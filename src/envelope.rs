// syn.txt -- a text based synthesizer and audio workstation
// Copyright (C) 2020  Fabian Thorand
//
// This program is free software: you can redistribute it and/or modify
// it under the terms of the GNU General Public License as published by
// the Free Software Foundation.
//
// A copy of the license can be found in the LICENSE file in the root of
// this repository.

/// A linear fade envelope over a buffer of known length.
/// The gain rises from zero to one over the first `fade_frames` frames,
/// stays at one, and falls back towards zero over the last `fade_frames` frames.
///
/// The arithmetic is not clamped: when the buffer is shorter than two fades,
/// the fade-in wins for the first `fade_frames` frames and the fade-out
/// covers whatever is left.
///
/// # Example
///
/// ```
/// use syntxt_tone::envelope::LinearFade;
/// let fade = LinearFade::new(4);
/// let gains: Vec<f64> = (0..10).map(|i| fade.gain(i, 10)).collect();
/// assert_eq!(
///     gains,
///     vec![0.0, 0.25, 0.5, 0.75, 1.0, 1.0, 1.0, 0.75, 0.5, 0.25]
/// );
/// ```
#[derive(Debug, Clone, Copy, PartialEq, Eq)]
pub struct LinearFade {
    /// Number of frames the fade-in and the fade-out each take.
    pub fade_frames: usize,
}

impl LinearFade {
    pub fn new(fade_frames: usize) -> Self {
        Self { fade_frames }
    }

    /// Gain at `frame` of a buffer holding `total_frames` frames.
    pub fn gain(&self, frame: usize, total_frames: usize) -> f64 {
        let i = frame as i64;
        let total = total_frames as i64;
        let fade = self.fade_frames as i64;
        if i < fade {
            // Rise from 0.0 to 1.0
            i as f64 / fade as f64
        } else if i > total - fade {
            // Count down to 0.0 at the end of the buffer
            (total - i) as f64 / fade as f64
        } else {
            1.0
        }
    }
}

#[cfg(test)]
mod tests {
    use super::*;

    #[test]
    fn plateau_is_exactly_one() {
        let fade = LinearFade::new(1600);
        let total = 10_000;
        for i in 1600..=(total - 1600) {
            assert_eq!(fade.gain(i, total), 1.0, "frame {}", i);
        }
    }

    #[test]
    fn ramps_are_linear() {
        let fade = LinearFade::new(1600);
        assert_eq!(fade.gain(0, 10_000), 0.0);
        assert_eq!(fade.gain(800, 10_000), 0.5);
        assert_eq!(fade.gain(1599, 10_000), 1599.0 / 1600.0);
        assert_eq!(fade.gain(9_200, 10_000), 0.5);
        assert_eq!(fade.gain(9_999, 10_000), 1.0 / 1600.0);
    }

    /// Short buffers keep the unclamped overlap behaviour.
    #[test]
    fn overlapping_fades() {
        let fade = LinearFade::new(1600);
        // Shorter than one fade: only the fade-in applies.
        assert_eq!(fade.gain(999, 1000), 999.0 / 1600.0);
        // Between one and two fades: the fade-out starts right after the fade-in.
        assert_eq!(fade.gain(1600, 2000), 400.0 / 1600.0);
        assert_eq!(fade.gain(1999, 2000), 1.0 / 1600.0);
    }
}
// syn.txt -- a text based synthesizer and audio workstation
// Copyright (C) 2020  Fabian Thorand
//
// This program is free software: you can redistribute it and/or modify
// it under the terms of the GNU General Public License as published by
// the Free Software Foundation.
//
// A copy of the license can be found in the LICENSE file in the root of
// this repository.

use std::io;

use snafu::Snafu;

pub type Result<T, E = ToneError> = std::result::Result<T, E>;

/// Possible errors when building or playing tones.
///
/// None of these are retried; each one ends the operation that raised it.
#[derive(Debug, Snafu)]
#[snafu(visibility(pub(crate)))]
pub enum ToneError {
    #[snafu(display("Invalid argument: {}", reason))]
    InvalidArgument { reason: String },
    #[snafu(display("Couldn't open sound line on {}: {}", device, source))]
    DeviceUnavailable { device: String, source: io::Error },
    #[snafu(display("Sound line failed to {}: {}", operation, source))]
    LineIo {
        operation: &'static str,
        source: io::Error,
    },
    #[snafu(display("The sound line has no pan control"))]
    PanUnsupported,
}
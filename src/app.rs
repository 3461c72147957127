use std::time::Duration;

use anyhow::{bail, Context, Result};
use crossterm::event::{KeyCode, KeyEvent, KeyModifiers};
use log::{debug, info, warn};

use snake_grace::collab::{Cue, Effects, Frame, Presenter, Status};
use snake_grace::food::RandomSpawner;
use snake_grace::game::{Collaborators, Command, Game, GameConfig};
use snake_grace::scores::JsonScoreStore;
use snake_grace::settings::{JsonSettingsStore, Settings};
use snake_grace::snake::{Cell, Direction};
use snake_grace::speed::ProfileId;

use crate::term::{Coords, TermInt, TermManager};

const SNAKE_BODY_CHAR: char = '█';
const FOOD_CHAR: char = 'O';
const DEAD_SNAKE_CHAR: char = 'X';
const IDLE_POLL: Duration = Duration::from_millis(50);

#[derive(Debug, Copy, Clone, PartialEq, Eq)]
pub enum Input {
    Game(Command),
    ToggleSound,
    ToggleHaptics,
    SelectProfile(ProfileId),
    Quit,
}

pub fn map_key(ev: &KeyEvent) -> Option<Input> {
    if ev.modifiers.contains(KeyModifiers::CONTROL) && ev.code == KeyCode::Char('c') {
        return Some(Input::Quit);
    }

    let input = match ev.code {
        KeyCode::Char('w') | KeyCode::Up => Input::Game(Command::Direction(Direction::Up)),
        KeyCode::Char('a') | KeyCode::Left => Input::Game(Command::Direction(Direction::Left)),
        KeyCode::Char('s') | KeyCode::Down => Input::Game(Command::Direction(Direction::Down)),
        KeyCode::Char('d') | KeyCode::Right => Input::Game(Command::Direction(Direction::Right)),
        KeyCode::Esc | KeyCode::Char('p') | KeyCode::Char(' ') => Input::Game(Command::TogglePause),
        KeyCode::Char('r') | KeyCode::Enter => Input::Game(Command::Restart),
        KeyCode::Char('m') => Input::ToggleSound,
        KeyCode::Char('h') => Input::ToggleHaptics,
        KeyCode::Char('q') => Input::Quit,
        KeyCode::Char(c @ '1'..='4') => Input::SelectProfile(ProfileId::from_index(c as u8 - b'0')?),
        _ => return None,
    };
    Some(input)
}

fn head_char(direction: Direction) -> char {
    match direction {
        Direction::Up => '^',
        Direction::Down => 'v',
        Direction::Left => '<',
        Direction::Right => '>',
    }
}

/// Terminal size of the bordered board, or `None` when it cannot be
/// addressed at all.
fn board_size(config: &GameConfig) -> Option<Coords> {
    let width = TermInt::try_from(config.width.checked_add(2)?).ok()?;
    let height = TermInt::try_from(config.height.checked_add(2)?).ok()?;
    Some((width, height))
}

/// Grid cell to terminal position, inside the one-character border.
fn screen_pos(cell: Cell) -> Coords {
    ((cell.x + 1) as TermInt, (cell.y + 1) as TermInt)
}

/// Draws frames incrementally: only cells that changed since the previous
/// frame are printed.
pub struct TermPresenter {
    term: TermManager,
    board: Coords,
    drawn_snake: Vec<Cell>,
    drawn_food: Option<Cell>,
    last_status: Option<Status>,
}

impl TermPresenter {
    pub fn new(term: TermManager, board: Coords) -> Self {
        TermPresenter { term, board, drawn_snake: vec![], drawn_food: None, last_status: None }
    }

    fn draw(&mut self, frame: &Frame<'_>) -> crossterm::Result<()> {
        if self.last_status.is_none() || matches!(frame.status, Status::Countdown { .. }) {
            self.term.hide_message()?;
            for cell in std::mem::take(&mut self.drawn_snake) {
                self.term.print_at(screen_pos(cell), ' ')?;
            }
            self.term.draw_borders(self.board)?;
        }

        for &cell in &self.drawn_snake {
            if !frame.snake.contains(&cell) {
                self.term.print_at(screen_pos(cell), ' ')?;
            }
        }
        if let Some(old) = self.drawn_food {
            if Some(old) != frame.food && !frame.snake.contains(&old) {
                self.term.print_at(screen_pos(old), ' ')?;
            }
        }

        let dead = matches!(frame.status, Status::GameOver { won: false });
        for (i, &cell) in frame.snake.iter().enumerate() {
            let ch = match (dead, i) {
                (true, _) => DEAD_SNAKE_CHAR,
                (false, 0) => head_char(frame.direction),
                _ => SNAKE_BODY_CHAR,
            };
            self.term.print_at(screen_pos(cell), ch)?;
        }
        if let Some(food) = frame.food {
            self.term.print_at(screen_pos(food), FOOD_CHAR)?;
        }
        self.drawn_snake = frame.snake.to_vec();
        self.drawn_food = frame.food;

        let status_line = format!(
            " Score {:<5} Best {:<5} {} (phase {}) {:<8}",
            frame.score,
            frame.high_score,
            frame.profile,
            frame.phase + 1,
            if matches!(frame.status, Status::Running { grace: true }) { "CAREFUL!" } else { "" },
        );
        self.term.print_str_at((0, self.board.1), &status_line)?;

        if self.last_status != Some(frame.status) {
            self.show_status(frame)?;
            self.last_status = Some(frame.status);
        }
        self.term.flush()
    }

    fn show_status(&mut self, frame: &Frame<'_>) -> crossterm::Result<()> {
        match frame.status {
            Status::Countdown { remaining } => self.term.show_message(self.board, &[&remaining.to_string()]),
            Status::Running { .. } => self.term.hide_message(),
            Status::Paused { .. } => self.term.show_message(self.board, &["Paused", "Esc to resume", "Ctrl+C to quit"]),
            Status::GameOver { won } => {
                let score = format!("Score: {}", frame.score);
                self.term.show_message(self.board, &[
                    if won { "You won!" } else { "Game over!" },
                    &score,
                    "",
                    "R to play again,",
                    "or Ctrl+C to quit.",
                ])
            }
        }
    }
}

impl Presenter for TermPresenter {
    fn render(&mut self, frame: &Frame<'_>) {
        if let Err(e) = self.draw(frame) {
            warn!("failed to draw frame: {}", e);
        }
    }
}

/// Rings the terminal bell for sound cues. There is no vibration motor on a
/// terminal, so haptic cues only show up in the log.
pub struct TermEffects;

impl TermEffects {
    fn cue(&self, what: &str, cue: Cue) {
        if cue.sound {
            let mut out = std::io::stdout();
            let res = crossterm::queue!(out, crossterm::style::Print('\u{7}'));
            if let Err(e) = res {
                warn!("bell failed: {}", e);
            }
        }
        if cue.haptic {
            debug!("haptic pulse: {}", what);
        }
    }
}

impl Effects for TermEffects {
    fn on_eat(&mut self, cue: Cue) {
        self.cue("eat", cue);
    }

    fn on_collision(&mut self, cue: Cue) {
        self.cue("collision", cue);
    }

    fn on_game_over(&mut self, cue: Cue) {
        self.cue("game over", cue);
    }

    fn on_new_record(&mut self, cue: Cue) {
        info!("new record");
        self.cue("new record", cue);
    }
}

struct TerminalGuard;

impl Drop for TerminalGuard {
    fn drop(&mut self) {
        if let Err(e) = TermManager::restore() {
            warn!("failed to restore terminal: {}", e);
        }
    }
}

pub struct App {
    config: GameConfig,
    /// Session settings, CLI overrides included.
    settings: Settings,
    /// What is written back when a toggle changes.
    persisted: Settings,
    settings_store: JsonSettingsStore,
    scores: JsonScoreStore,
}

impl App {
    pub fn new(
        config: GameConfig,
        settings: Settings,
        persisted: Settings,
        settings_store: JsonSettingsStore,
        scores: JsonScoreStore,
    ) -> Self {
        App { config, settings, persisted, settings_store, scores }
    }

    pub fn run(mut self) -> Result<()> {
        self.config.validate()?;

        let mut term = TermManager::new().context("Failed to read terminal size")?;
        let (tw, th) = term.size();
        // One row below the board for the status line.
        let board = match board_size(&self.config) {
            Some((bw, bh)) if bw <= tw && bh < th => (bw, bh),
            _ => bail!(
                "a {}x{} grid does not fit this {}x{} terminal",
                self.config.width,
                self.config.height,
                tw,
                th
            ),
        };

        term.setup().context("Failed to set up terminal")?;
        let _guard = TerminalGuard;

        let collab = Collaborators::headless()
            .with_effects(TermEffects)
            .with_scores(self.scores.clone())
            .with_presenter(TermPresenter::new(term, board))
            .with_spawner(RandomSpawner::new());
        let mut game = Game::new(self.config.clone(), &self.settings, collab)?;

        info!("entering game loop");
        loop {
            let timeout = game.until_next_tick().map_or(IDLE_POLL, |t| t.min(IDLE_POLL));
            if let Some(ev) = TermManager::next_key(timeout).context("Failed to read input")? {
                match map_key(&ev) {
                    Some(Input::Quit) => break,
                    Some(input) => self.apply(&mut game, input),
                    None => {}
                }
            }
            game.advance();
        }

        info!("quitting with score {}", game.score());
        Ok(())
    }

    fn apply(&mut self, game: &mut Game, input: Input) {
        match input {
            Input::Game(command) => game.handle(command),
            Input::ToggleSound => {
                let on = !game.settings().sound_enabled;
                game.set_sound_enabled(on);
                self.persisted.sound_enabled = on;
                self.save_settings();
            }
            Input::ToggleHaptics => {
                let on = !game.settings().haptics_enabled;
                game.set_haptics_enabled(on);
                self.persisted.haptics_enabled = on;
                self.save_settings();
            }
            Input::SelectProfile(profile) => {
                game.select_profile(profile);
                self.persisted.speed_profile = profile;
                self.save_settings();
            }
            Input::Quit => {}
        }
    }

    fn save_settings(&self) {
        if let Err(e) = self.settings_store.save(&self.persisted) {
            warn!("could not save settings: {}", e);
        }
    }
}

#[cfg(test)]
mod tests {
    use super::*;

    fn key(code: KeyCode) -> KeyEvent {
        KeyEvent { code, modifiers: KeyModifiers::empty() }
    }

    #[test]
    fn arrows_and_wasd_steer() {
        for (code, dir) in [
            (KeyCode::Up, Direction::Up),
            (KeyCode::Char('a'), Direction::Left),
            (KeyCode::Char('s'), Direction::Down),
            (KeyCode::Right, Direction::Right),
        ] {
            assert_eq!(map_key(&key(code)), Some(Input::Game(Command::Direction(dir))));
        }
    }

    #[test]
    fn ctrl_c_quits() {
        let ev = KeyEvent { code: KeyCode::Char('c'), modifiers: KeyModifiers::CONTROL };
        assert_eq!(map_key(&ev), Some(Input::Quit));
        assert_eq!(map_key(&key(KeyCode::Char('c'))), None);
    }

    #[test]
    fn number_keys_pick_profiles() {
        assert_eq!(map_key(&key(KeyCode::Char('3'))), Some(Input::SelectProfile(ProfileId::Fast)));
        assert_eq!(map_key(&key(KeyCode::Char('5'))), None);
    }

    #[test]
    fn board_size_includes_the_border() {
        assert_eq!(board_size(&GameConfig::default()), Some((29, 44)));
        assert_eq!(board_size(&GameConfig::new(65536, 40)), None);
        assert_eq!(board_size(&GameConfig::new(i32::MAX, 40)), None);
    }

    #[test]
    fn cells_sit_inside_the_border() {
        assert_eq!(screen_pos(Cell::new(0, 0)), (1, 1));
        assert_eq!(screen_pos(Cell::new(26, 41)), (27, 42));
    }
}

━━━━━━━━━━━━━━━━━━━━

▸ **To do**: Check the listing above for lines containing the string "width", and copy each one.

▸ **Answer for the task**:
    let width = TermInt::try_from(config.width.checked_add(2)?).ok()?;
    Some((width, height))
                self.config.width,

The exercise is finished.